Give the number of lines in the data that contain the word "RwLock"; no other text is needed.
[Data section Boundary: Start]
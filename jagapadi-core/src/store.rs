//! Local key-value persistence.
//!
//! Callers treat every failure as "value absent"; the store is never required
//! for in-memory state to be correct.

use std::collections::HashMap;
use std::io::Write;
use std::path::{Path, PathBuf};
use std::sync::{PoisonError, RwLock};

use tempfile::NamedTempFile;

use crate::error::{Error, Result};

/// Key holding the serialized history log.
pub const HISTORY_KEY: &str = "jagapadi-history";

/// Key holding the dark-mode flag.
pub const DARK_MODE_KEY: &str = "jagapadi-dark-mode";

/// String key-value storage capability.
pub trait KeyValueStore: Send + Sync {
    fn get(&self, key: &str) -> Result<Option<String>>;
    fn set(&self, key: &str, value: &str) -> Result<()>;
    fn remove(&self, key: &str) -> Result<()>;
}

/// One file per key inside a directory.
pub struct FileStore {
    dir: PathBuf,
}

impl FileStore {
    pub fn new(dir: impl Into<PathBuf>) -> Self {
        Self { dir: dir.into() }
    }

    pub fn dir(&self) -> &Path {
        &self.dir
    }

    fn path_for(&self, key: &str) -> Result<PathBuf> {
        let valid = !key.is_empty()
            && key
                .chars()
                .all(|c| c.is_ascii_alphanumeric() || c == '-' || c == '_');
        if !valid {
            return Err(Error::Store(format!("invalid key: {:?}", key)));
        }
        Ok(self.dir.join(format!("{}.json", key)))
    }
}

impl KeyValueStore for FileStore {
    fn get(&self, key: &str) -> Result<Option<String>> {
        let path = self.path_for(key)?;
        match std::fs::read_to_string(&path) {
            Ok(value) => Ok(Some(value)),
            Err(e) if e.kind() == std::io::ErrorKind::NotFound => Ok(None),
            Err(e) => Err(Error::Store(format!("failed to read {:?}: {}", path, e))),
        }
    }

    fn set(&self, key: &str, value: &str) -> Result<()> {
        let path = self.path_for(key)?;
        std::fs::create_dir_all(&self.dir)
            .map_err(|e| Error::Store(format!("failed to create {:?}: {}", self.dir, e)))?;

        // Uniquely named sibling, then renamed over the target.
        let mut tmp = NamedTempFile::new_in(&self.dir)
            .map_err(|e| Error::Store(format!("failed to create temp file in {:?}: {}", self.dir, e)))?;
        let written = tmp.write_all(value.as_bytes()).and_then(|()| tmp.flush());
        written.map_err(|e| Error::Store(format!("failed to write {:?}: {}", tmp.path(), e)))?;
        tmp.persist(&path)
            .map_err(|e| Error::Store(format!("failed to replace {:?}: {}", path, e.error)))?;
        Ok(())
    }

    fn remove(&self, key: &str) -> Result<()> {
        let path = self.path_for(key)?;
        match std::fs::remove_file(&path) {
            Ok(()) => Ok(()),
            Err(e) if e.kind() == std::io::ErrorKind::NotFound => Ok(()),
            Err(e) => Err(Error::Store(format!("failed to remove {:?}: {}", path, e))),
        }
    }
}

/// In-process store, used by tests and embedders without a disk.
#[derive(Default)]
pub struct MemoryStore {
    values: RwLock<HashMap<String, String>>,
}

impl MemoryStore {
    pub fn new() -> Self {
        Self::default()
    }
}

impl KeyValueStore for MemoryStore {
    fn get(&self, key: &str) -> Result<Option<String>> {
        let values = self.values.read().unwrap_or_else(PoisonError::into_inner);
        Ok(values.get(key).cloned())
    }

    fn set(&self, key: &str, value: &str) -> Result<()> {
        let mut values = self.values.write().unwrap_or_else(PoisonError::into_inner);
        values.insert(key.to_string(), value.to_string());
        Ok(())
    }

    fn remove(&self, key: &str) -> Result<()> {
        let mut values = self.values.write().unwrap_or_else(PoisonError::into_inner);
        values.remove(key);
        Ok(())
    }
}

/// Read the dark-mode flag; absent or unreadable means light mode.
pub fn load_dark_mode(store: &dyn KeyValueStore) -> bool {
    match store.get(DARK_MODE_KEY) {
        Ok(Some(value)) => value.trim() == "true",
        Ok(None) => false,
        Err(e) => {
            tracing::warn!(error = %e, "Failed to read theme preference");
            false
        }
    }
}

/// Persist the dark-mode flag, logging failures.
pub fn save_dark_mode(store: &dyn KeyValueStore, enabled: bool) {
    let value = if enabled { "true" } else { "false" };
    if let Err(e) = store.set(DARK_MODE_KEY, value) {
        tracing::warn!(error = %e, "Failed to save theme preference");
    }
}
[Data section Boundary: End]
Completed task: 2